Functional and biochemical characterization of a modified Galectin-8 protein

SCHROEDER, MATÍAS NICOLÁS; CARABELLI, JULIETA; CATTANEO, VALENTINA; CARAMELO, JULIO; CAMPETELLA, OSCAR; MARÍA VIRGINIA TRIBULATTI

Honolulu

Congreso; Joint Meeting of The Society For Glycobiology and the Japanese Society of Carbohydrate Research; 2014

Galectins (Gals) constitute a family of mammalian lectins with affinity for beta-galactosides, characterized by the presence of conserved carbohydrate-recognition domains (CRDs). Gal-8, from tandem-repeat group, contains two CRDs joined by a linker peptide. We found that Gal-8 exerts two different actions on CD4+T cells: antigen-independent proliferation and, at lower concentration, antigen-specific T cell costimulation. To study the relevance of glycan-lectin interaction on these activities, we generated a double-mutated protein (Gal-8mut) by replacing canonical arginine residues on each CRD, as to abolish sugar-binding capacity. Mutant protein was properly folded as determined by comparative circular dicroism assays. As expected, the absence of lactose competition observed in pull down and immunoprecipitation tests confirmed that recognition of this sugar was precluded. However, preservation of lectin activity was suspected since Gal-8mut still displayed binding capacity to T cell surface and hemoagglutination effect. To test this hypothesis, glycan affinity analysis using glycochips from the Consortium For Functional Glycomics was conducted.

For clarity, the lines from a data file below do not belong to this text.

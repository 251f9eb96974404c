//! Scores candidate logical steps to pick the most promising one.

use crate::board::Board;
use crate::logic_result::LogicResult;

/// Policy for ranking candidate logical steps.
#[derive(Clone, Copy, Debug)]
pub struct ScoringPolicy {
    /// Weight of the effectiveness metric against normalized difficulty in the
    /// combined score. Values below 0.5 break combined-score ties by
    /// difficulty first, then effectiveness; 0.5 and above reverse the two.
    pub prefer_effectiveness: f64,
    /// Soft maximum used to normalize step difficulty.
    pub difficulty_soft_max: f64,
}

impl Default for ScoringPolicy {
    fn default() -> Self {
        Self {
            prefer_effectiveness: 0.4,
            difficulty_soft_max: 6.0,
        }
    }
}

/// Tracks the best candidate step seen so far.
///
/// Effectiveness is measured on a throwaway clone that has had the step
/// applied and singles run to a fixpoint: the fraction of candidates still
/// remaining (lower is better). A step whose clone propagation reveals a
/// contradiction outranks every scored step.
pub(crate) struct StepEvaluator {
    policy: ScoringPolicy,
    initial_remaining: f64,
    best: Option<(StepKey, usize)>,
    invalid_index: Option<usize>,
}

type StepKey = (f64, f64, f64);

impl StepEvaluator {
    pub(crate) fn new(policy: ScoringPolicy, initial_remaining: usize) -> Self {
        Self {
            policy,
            initial_remaining: initial_remaining as f64,
            best: None,
            invalid_index: None,
        }
    }

    /// Records a step whose result already proves the board invalid.
    pub(crate) fn record_invalid(&mut self, step_index: usize) {
        if self.invalid_index.is_none() {
            self.invalid_index = Some(step_index);
        }
    }

    /// Scores a step that changed the clone. Returns true when evaluation can
    /// stop early because the step revealed a contradiction.
    pub(crate) fn consider(
        &mut self,
        step_index: usize,
        difficulty: u32,
        applied_clone: &mut Board,
    ) -> bool {
        if applied_clone.apply_singles() == LogicResult::Invalid {
            self.record_invalid(step_index);
            return true;
        }

        let effectiveness = applied_clone.unsolved_candidate_count() as f64 / self.initial_remaining;
        let difficulty = difficulty as f64 / self.policy.difficulty_soft_max;
        let w = self.policy.prefer_effectiveness;
        let combined = w * effectiveness + (1.0 - w) * difficulty;

        let key = if w < 0.5 {
            (combined, difficulty, effectiveness)
        } else {
            (combined, effectiveness, difficulty)
        };

        let better = match &self.best {
            None => true,
            // Strict comparison: ties keep the earlier step, which keeps
            // traces reproducible.
            Some((best_key, _)) => {
                key.partial_cmp(best_key) == Some(std::cmp::Ordering::Less)
            }
        };
        if better {
            self.best = Some((key, step_index));
        }

        false
    }

    /// The index of the chosen step, if any change was found.
    pub(crate) fn best_index(&self) -> Option<usize> {
        self.invalid_index.or(self.best.as_ref().map(|(_, index)| *index))
    }
}

#[cfg(test)]
mod test {
    use super::*;
    use crate::prelude::*;

    #[test]
    fn test_prefers_more_effective_step_at_equal_difficulty() {
        let mut evaluator = StepEvaluator::new(ScoringPolicy::default(), 729);

        // A board where a step removed many candidates...
        let mut effective = Board::default();
        assert!(effective.set_solved(CellIndex::new(0), 1));
        // ...versus one where almost nothing happened.
        let mut weak = Board::default();
        assert!(weak.clear_value(CellIndex::new(80), 9));

        assert!(!evaluator.consider(0, 2, &mut weak));
        assert!(!evaluator.consider(1, 2, &mut effective));
        assert_eq!(evaluator.best_index(), Some(1));
    }

    #[test]
    fn test_invalid_outranks() {
        let mut evaluator = StepEvaluator::new(ScoringPolicy::default(), 729);
        let mut good = Board::default();
        assert!(good.set_solved(CellIndex::new(0), 1));
        assert!(!evaluator.consider(0, 1, &mut good));
        evaluator.record_invalid(3);
        assert_eq!(evaluator.best_index(), Some(3));
    }

    #[test]
    fn test_tie_keeps_earlier_step() {
        let mut evaluator = StepEvaluator::new(ScoringPolicy::default(), 729);
        let mut board0 = Board::default();
        assert!(board0.clear_value(CellIndex::new(0), 1));
        let mut board1 = Board::default();
        assert!(board1.clear_value(CellIndex::new(0), 1));
        assert!(!evaluator.consider(0, 2, &mut board0));
        assert!(!evaluator.consider(1, 2, &mut board1));
        assert_eq!(evaluator.best_index(), Some(0));
    }
}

Interestingly, the screening revealed that Gal-8mut lost low and intermediate, but maintained higher affinity interactions. Regarding biological activity, Gal-8mut was unable to induce T cell proliferation, but it retained costimulation of antigen-specific response efficiently. Therefore, Gal-8mut dissects the Gal-8 activities on T cells and represents a useful tool to identify the specificity of lectin-glycan interactions underlying the lectin activities on T cell biology.